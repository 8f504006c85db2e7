use serde::{Deserialize, Serialize};

use crate::availability::AvailabilityConfig;
use crate::params::ScoringParams;

/// Default center: Berlin.
const DEFAULT_CENTER_LAT: f64 = 52.520008;
const DEFAULT_CENTER_LON: f64 = 13.404954;

/// How many synthetic stops to scatter around the center.
#[derive(Debug, Clone, Copy, Default, PartialEq, Eq, Serialize, Deserialize)]
#[serde(rename_all = "lowercase")]
pub enum StopDensity {
    Low,
    #[default]
    Medium,
    High,
}

impl StopDensity {
    pub fn target_stops(self) -> usize {
        match self {
            StopDensity::Low => 10,
            StopDensity::Medium => 25,
            StopDensity::High => 60,
        }
    }
}

/// Parameters for building a seeded pricing world.
#[derive(Debug, Clone)]
pub struct ScenarioParams {
    pub seed: Option<u64>,
    /// Rolling slot horizon in days.
    pub horizon_days: u32,
    /// First seeded slot hour of each day (inclusive).
    pub first_hour: u32,
    /// Last seeded slot hour of each day (exclusive).
    pub last_hour: u32,
    pub slot_minutes: i64,
    pub slot_capacity: u32,
    pub center_lat: f64,
    pub center_lon: f64,
    pub stop_density: StopDensity,
    pub scoring: ScoringParams,
    pub availability: AvailabilityConfig,
}

impl Default for ScenarioParams {
    fn default() -> Self {
        Self {
            seed: None,
            horizon_days: 3,
            first_hour: 12,
            last_hour: 20,
            slot_minutes: 60,
            slot_capacity: 10,
            center_lat: DEFAULT_CENTER_LAT,
            center_lon: DEFAULT_CENTER_LON,
            stop_density: StopDensity::default(),
            scoring: ScoringParams::default(),
            availability: AvailabilityConfig::always(),
        }
    }
}

impl ScenarioParams {
    pub fn with_seed(mut self, seed: u64) -> Self {
        self.seed = Some(seed);
        self
    }

    pub fn with_horizon_days(mut self, days: u32) -> Self {
        self.horizon_days = days;
        self
    }

    pub fn with_daily_hours(mut self, first_hour: u32, last_hour: u32) -> Self {
        self.first_hour = first_hour;
        self.last_hour = last_hour;
        self
    }

    pub fn with_slot_capacity(mut self, capacity: u32) -> Self {
        self.slot_capacity = capacity;
        self
    }

    pub fn with_center(mut self, lat: f64, lon: f64) -> Self {
        self.center_lat = lat;
        self.center_lon = lon;
        self
    }

    pub fn with_stop_density(mut self, density: StopDensity) -> Self {
        self.stop_density = density;
        self
    }

    pub fn with_scoring(mut self, scoring: ScoringParams) -> Self {
        self.scoring = scoring;
        self
    }

    pub fn with_availability(mut self, availability: AvailabilityConfig) -> Self {
        self.availability = availability;
        self
    }
}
====
▸ DIRECTIONS
What is needed is every line of the records that contains the word "each".

▸ FINISHED TASK
    /// First seeded slot hour of each day (inclusive).
    /// Last seeded slot hour of each day (exclusive).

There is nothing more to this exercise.